Gratitude, Not Grievance

Times Square, Trafalgar Square, Red Square, the Place de la Concorde, the Piazza San Marco. These famous squares have long focused the hopes, ideals, or history of the cities where they are found. Technology Square in Cambridge, Massachusetts, has an appropriately modern ring. But none is more timely than a square shortly to be completed in Dallas, Texas, and named Thanks-Giving Square.

In the chapel of this square individuals and groups will be welcomed to come and express, each in their own way, their gratitude to God by whatever name they call Him. And it is hoped to collect and focus here the Thanksgiving traditions of the world. So potent is gratitude, spiritually and scientifically understood, that, if every city possessed and fully used a Thanks-Giving Square of its own, many of today's pressing urban problems could soon be resolved.
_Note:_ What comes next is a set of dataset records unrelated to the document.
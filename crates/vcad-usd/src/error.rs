//! Error and warning types for scene export.

use serde::Serialize;
use std::fmt;
use thiserror::Error;
use vcad_ir::ObjectId;
use vcad_kernel_math::MathError;
use vcad_kernel_tessellate::TessellateError;

/// A placement that cannot be turned into a matrix.
#[derive(Error, Debug, Clone, PartialEq)]
pub enum TransformError {
    /// Non-finite component or zero-length rotation.
    #[error("invalid transform: {0}")]
    InvalidTransform(#[from] MathError),
}

/// Errors from inserting prims into a stage.
#[derive(Error, Debug, Clone, PartialEq)]
pub enum BuildError {
    /// A prim already exists at the path.
    #[error("prim path already exists: {0}")]
    PathCollision(String),

    /// The parent prim of an insertion is not in the stage.
    #[error("parent prim of {0} is not in the stage")]
    UnknownParent(String),
}

/// Fatal errors: the run is aborted and no stage is returned.
#[derive(Error, Debug)]
pub enum ExportError {
    /// An export option or tessellation parameter is out of range.
    #[error("invalid parameter: {0}")]
    InvalidParameter(String),

    /// Options could not be parsed.
    #[error("invalid options file: {0}")]
    Config(#[from] toml::de::Error),

    /// The scene graph builder hit an internal invariant violation.
    #[error(transparent)]
    Build(#[from] BuildError),
}

impl From<TessellateError> for ExportError {
    fn from(e: TessellateError) -> Self {
        ExportError::InvalidParameter(e.to_string())
    }
}

/// Result type for export operations.
pub type Result<T> = std::result::Result<T, ExportError>;

/// Category of a non-fatal problem.
#[derive(Debug, Clone, Copy, PartialEq, Eq, Hash, Serialize)]
pub enum WarningKind {
    /// The object's shape has no faces.
    EmptyGeometry,
    /// Tessellation produced no valid polygons.
    TessellationFailure,
    /// The object is already on the current path; the branch was pruned.
    CyclicReference,
    /// The placement is malformed; identity was used instead.
    InvalidTransform,
    /// A child or link target does not exist in the document.
    MissingObject,
    /// Nesting exceeded the configured depth; the branch was pruned.
    DepthLimitExceeded,
}

impl fmt::Display for WarningKind {
    fn fmt(&self, f: &mut fmt::Formatter<'_>) -> fmt::Result {
        let s = match self {
            WarningKind::EmptyGeometry => "empty geometry",
            WarningKind::TessellationFailure => "tessellation failure",
            WarningKind::CyclicReference => "cyclic reference",
            WarningKind::InvalidTransform => "invalid transform",
            WarningKind::MissingObject => "missing object",
            WarningKind::DepthLimitExceeded => "depth limit exceeded",
        };
        f.write_str(s)
    }
}

/// A non-fatal problem recorded during export.
#[derive(Debug, Clone, PartialEq, Serialize)]
pub struct ExportWarning {
    /// Object the warning is about.
    pub object: ObjectId,
    /// Warning category.
    pub kind: WarningKind,
    /// Prim path, when the object got one.
    #[serde(skip_serializing_if = "Option::is_none")]
    pub path: Option<String>,
    /// Human-readable detail.
    pub detail: String,
}

impl fmt::Display for ExportWarning {
    fn fmt(&self, f: &mut fmt::Formatter<'_>) -> fmt::Result {
        write!(f, "{} ({}", self.kind, self.object)?;
        if let Some(path) = &self.path {
            write!(f, " at {path}")?;
        }
        write!(f, "): {}", self.detail)
    }
}
//! Curved faces: a regular `(u, v)` grid over the face's parametric domain.

use crate::mesh::{MeshBuffer, MeshFace};
use crate::TessellationParams;
use log::debug;
use std::f64::consts::{FRAC_PI_2, PI, TAU};
use vcad_kernel_geom::{angular_span, Curve, Deflection, Surface};
use vcad_kernel_math::Point2;
use vcad_kernel_topo::{Face, UvBounds, Wire};

const MIN_SPAN: f64 = 1e-9;

/// Tessellate a face lying on a cylinder, cone, sphere, or torus.
///
/// Inner wires are not trimmed out of curved faces.
pub(crate) fn tessellate_curved_face(face: &Face, params: &TessellationParams) -> MeshBuffer {
    let surface = &face.surface;
    let deflection = params.deflection();
    let Some(domain) = face_domain(face, &deflection, params.weld_tolerance) else {
        debug!("{:?} face has an empty parametric domain", surface.kind());
        return MeshBuffer::new();
    };
    if !face.inner.is_empty() {
        debug!(
            "{:?} face: {} inner wire(s) not trimmed",
            surface.kind(),
            face.inner.len()
        );
    }

    let (u0, u1) = domain.u;
    let (v0, v1) = domain.v;
    let nu = deflection.segments(surface.u_radius(domain.v), u1 - u0);
    let nv = match surface.v_radius() {
        Some(r) => deflection.segments(r, v1 - v0),
        None => 1,
    };

    let mut mesh = MeshBuffer::new();
    for j in 0..=nv {
        let v = v0 + (v1 - v0) * j as f64 / nv as f64;
        for i in 0..=nu {
            let u = u0 + (u1 - u0) * i as f64 / nu as f64;
            mesh.push_point(surface.evaluate(Point2::new(u, v)));
        }
    }

    let reversed = face.is_reversed();
    let row = (nu + 1) as u32;
    for j in 0..nv as u32 {
        for i in 0..nu as u32 {
            let bl = j * row + i;
            let br = bl + 1;
            let tl = bl + row;
            let tr = tl + 1;
            if reversed {
                mesh.faces.push(MeshFace::triangle(bl, tl, br));
                mesh.faces.push(MeshFace::triangle(br, tl, tr));
            } else {
                mesh.faces.push(MeshFace::triangle(bl, br, tl));
                mesh.faces.push(MeshFace::triangle(br, tr, tl));
            }
        }
    }
    mesh
}

/// The parametric rectangle a curved face covers.
///
/// Explicit bounds win. Otherwise the outer wire is projected onto the
/// surface: `u` is a full turn when the wire carries a closed circle around
/// the axis and the covered arc otherwise. A face without a wire covers the
/// surface's natural domain, which only closed surfaces have.
fn face_domain(face: &Face, deflection: &Deflection, merge: f64) -> Option<UvBounds> {
    let surface = &face.surface;
    let bounds = match (face.bounds, face.outer.as_ref()) {
        (Some(b), _) => b,
        (None, Some(wire)) if !wire.is_empty() => {
            let samples = wire.sample(deflection, merge);
            if samples.is_empty() {
                return None;
            }
            let uv: Vec<Point2> = samples.iter().map(|p| surface.parameters(p)).collect();
            inferred_bounds(surface, wire, &uv)?
        }
        _ => UvBounds {
            u: (0.0, TAU),
            v: surface.natural_v_range()?,
        },
    };

    let finite = [bounds.u.0, bounds.u.1, bounds.v.0, bounds.v.1]
        .iter()
        .all(|x| x.is_finite());
    if !finite {
        return None;
    }
    let bounds = clamp_to_surface(surface, bounds);
    (bounds.u.1 - bounds.u.0 > MIN_SPAN && bounds.v.1 - bounds.v.0 > MIN_SPAN).then_some(bounds)
}

/// Limit `u` to one turn, sphere latitude to the poles, and torus `v` to one
/// turn.
fn clamp_to_surface(surface: &Surface, mut bounds: UvBounds) -> UvBounds {
    bounds.u.1 = bounds.u.1.min(bounds.u.0 + TAU);
    match surface {
        Surface::Sphere { .. } => {
            bounds.v = (bounds.v.0.max(-FRAC_PI_2), bounds.v.1.min(FRAC_PI_2));
        }
        Surface::Torus { .. } => bounds.v.1 = bounds.v.1.min(bounds.v.0 + TAU),
        _ => {}
    }
    bounds
}

fn inferred_bounds(surface: &Surface, wire: &Wire, uv: &[Point2]) -> Option<UvBounds> {
    let u = if wraps_around_axis(surface, wire) {
        (0.0, TAU)
    } else {
        let us: Vec<f64> = uv.iter().map(|p| p.x).collect();
        let (start, span) = angular_span(&us);
        (start, start + span)
    };

    let v = match surface {
        Surface::Torus { .. } => {
            let vs: Vec<f64> = uv.iter().map(|p| p.y).collect();
            let (start, span) = angular_span(&vs);
            if span < MIN_SPAN {
                (0.0, TAU)
            } else {
                (start, start + span)
            }
        }
        _ => {
            let lo = uv.iter().map(|p| p.y).fold(f64::INFINITY, f64::min);
            let hi = uv.iter().map(|p| p.y).fold(f64::NEG_INFINITY, f64::max);
            if hi - lo < MIN_SPAN && matches!(surface, Surface::Sphere { .. }) {
                // A single latitude loop bounds a cap; its winding picks the pole.
                if u_winding(uv) > 0.0 {
                    (lo, FRAC_PI_2)
                } else {
                    (-FRAC_PI_2, lo)
                }
            } else {
                (lo, hi)
            }
        }
    };
    Some(UvBounds { u, v })
}

/// True when the wire carries a closed loop around the surface axis: a
/// full-turn arc coaxial with the surface, or a closed polyline.
fn wraps_around_axis(surface: &Surface, wire: &Wire) -> bool {
    let axis = surface.frame().axes().z;
    wire.edges.iter().any(|edge| match edge {
        Curve::Arc {
            axis: arc_axis,
            angle,
            ..
        } => {
            angle.abs() >= TAU - 1e-9
                && arc_axis.norm() > 1e-12
                && arc_axis.normalize().cross(&axis).norm() < 1e-6
        }
        Curve::Polyline { points } => match (points.first(), points.last()) {
            (Some(a), Some(b)) => points.len() > 3 && (a - b).norm() < 1e-9,
            _ => false,
        },
        Curve::Line { .. } => false,
    })
}

/// Net `u` sweep of a closed parametric loop.
fn u_winding(uv: &[Point2]) -> f64 {
    let n = uv.len();
    (0..n)
        .map(|i| {
            let d = uv[(i + 1) % n].x - uv[i].x;
            (d + PI).rem_euclid(TAU) - PI
        })
        .sum()
}

#[cfg(test)]
mod tests {
    use super::*;
    use vcad_kernel_geom::Frame;
    use vcad_kernel_math::{Point3, Vec3};

    fn params() -> TessellationParams {
        TessellationParams::default()
    }

    fn cylinder(radius: f64) -> Surface {
        Surface::Cylinder {
            frame: Frame::world(),
            radius,
        }
    }

    fn sphere(radius: f64) -> Surface {
        Surface::Sphere {
            frame: Frame::world(),
            radius,
        }
    }

    #[test]
    fn test_full_cylinder_domain() {
        let face = vcad_kernel_topo::primitives::cylinder(5.0, 10.0).shells[0].faces[0].clone();
        let domain = face_domain(&face, &params().deflection(), 1e-9).unwrap();
        assert_eq!(domain.u, (0.0, TAU));
        assert!(domain.v.0.abs() < 1e-9);
        assert!((domain.v.1 - 10.0).abs() < 1e-9);
    }

    #[test]
    fn test_partial_cylinder_domain() {
        // Quarter of a cylinder, bounded by two quarter arcs and two lines
        let r = 2.0;
        let wire = Wire::new(vec![
            Curve::Arc {
                center: Point3::origin(),
                axis: Vec3::z(),
                start: Point3::new(r, 0.0, 0.0),
                angle: FRAC_PI_2,
            },
            Curve::Line {
                start: Point3::new(0.0, r, 0.0),
                end: Point3::new(0.0, r, 3.0),
            },
            Curve::Arc {
                center: Point3::new(0.0, 0.0, 3.0),
                axis: Vec3::z(),
                start: Point3::new(0.0, r, 3.0),
                angle: -FRAC_PI_2,
            },
            Curve::Line {
                start: Point3::new(r, 0.0, 3.0),
                end: Point3::new(r, 0.0, 0.0),
            },
        ]);
        let face = Face::new(cylinder(r), wire);
        let domain = face_domain(&face, &params().deflection(), 1e-9).unwrap();
        assert!(domain.u.0.abs() < 1e-9);
        assert!((domain.u.1 - FRAC_PI_2).abs() < 1e-9);

        let mesh = tessellate_curved_face(&face, &params());
        let expected = FRAC_PI_2 * r * 3.0;
        let area = mesh.surface_area();
        assert!(area < expected && area > expected * 0.95, "got {area}");
    }

    #[test]
    fn test_unbounded_cylinder_is_empty() {
        let face = Face::unbounded(cylinder(1.0));
        assert!(face_domain(&face, &params().deflection(), 1e-9).is_none());
        assert!(tessellate_curved_face(&face, &params()).is_empty());
    }

    #[test]
    fn test_explicit_bounds_win() {
        let mut face = Face::unbounded(sphere(1.0));
        face.bounds = Some(UvBounds {
            u: (0.0, PI),
            v: (0.0, FRAC_PI_2),
        });
        let domain = face_domain(&face, &params().deflection(), 1e-9).unwrap();
        assert_eq!(domain.u, (0.0, PI));
        assert_eq!(domain.v, (0.0, FRAC_PI_2));
    }

    #[test]
    fn test_oversized_bounds_are_clamped() {
        let mut face = Face::unbounded(sphere(1.0));
        face.bounds = Some(UvBounds {
            u: (1.0, 1e12),
            v: (-1e9, 1e9),
        });
        let domain = face_domain(&face, &params().deflection(), 1e-9).unwrap();
        assert_eq!(domain.u, (1.0, 1.0 + TAU));
        assert_eq!(domain.v, (-FRAC_PI_2, FRAC_PI_2));

        let mut ring = Face::unbounded(Surface::Torus {
            frame: Frame::world(),
            major_radius: 5.0,
            minor_radius: 1.0,
        });
        ring.bounds = Some(UvBounds {
            u: (0.0, 1e15),
            v: (-PI, 1e15),
        });
        let domain = face_domain(&ring, &params().deflection(), 1e-9).unwrap();
        assert_eq!(domain.u, (0.0, TAU));
        assert_eq!(domain.v, (-PI, -PI + TAU));
        assert!(!tessellate_curved_face(&ring, &params()).is_empty());
    }

    #[test]
    fn test_sphere_cap_from_latitude_loop() {
        let loop_at = |z: f64, axis: Vec3| {
            let r = (1.0 - z * z).sqrt();
            Wire::new(vec![Curve::circle(
                Point3::new(0.0, 0.0, z),
                axis,
                Vec3::x(),
                r,
            )])
        };

        // Counter-clockwise seen from +Z: northern cap
        let north = Face::new(sphere(1.0), loop_at(0.5, Vec3::z()));
        let d = face_domain(&north, &params().deflection(), 1e-9).unwrap();
        assert!((d.v.0 - 0.5f64.asin()).abs() < 1e-9);
        assert_eq!(d.v.1, FRAC_PI_2);

        // Clockwise: southern part
        let south = Face::new(sphere(1.0), loop_at(0.5, -Vec3::z()));
        let d = face_domain(&south, &params().deflection(), 1e-9).unwrap();
        assert_eq!(d.v.0, -FRAC_PI_2);
        assert!((d.v.1 - 0.5f64.asin()).abs() < 1e-9);
    }

    #[test]
    fn test_grid_faces_outward() {
        let face = Face::unbounded(sphere(3.0));
        let mut mesh = tessellate_curved_face(&face, &params());
        mesh.weld(1e-9);
        mesh.retain_valid(1e-12);
        mesh.compute_face_normals();
        for f in &mesh.faces {
            let c = f
                .indices
                .iter()
                .fold(Vec3::zeros(), |acc, &i| acc + mesh.points[i as usize].coords)
                / 3.0;
            assert!(f.normal.unwrap().dot(&c) > 0.0);
        }
    }
}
When Christ Jesus said, "I thank thee, O Father, Lord of heaven and earth . . . ," his expression of gratitude was no social or religious convention; he followed it with the declaration, "All things are delivered to me of my Father." Luke 10:21, 22; His expressions of gratitude to God were concerned not only with the past; they were often the prelude to mighty works of power, feeding the hungry multitude, restoring the dead to life.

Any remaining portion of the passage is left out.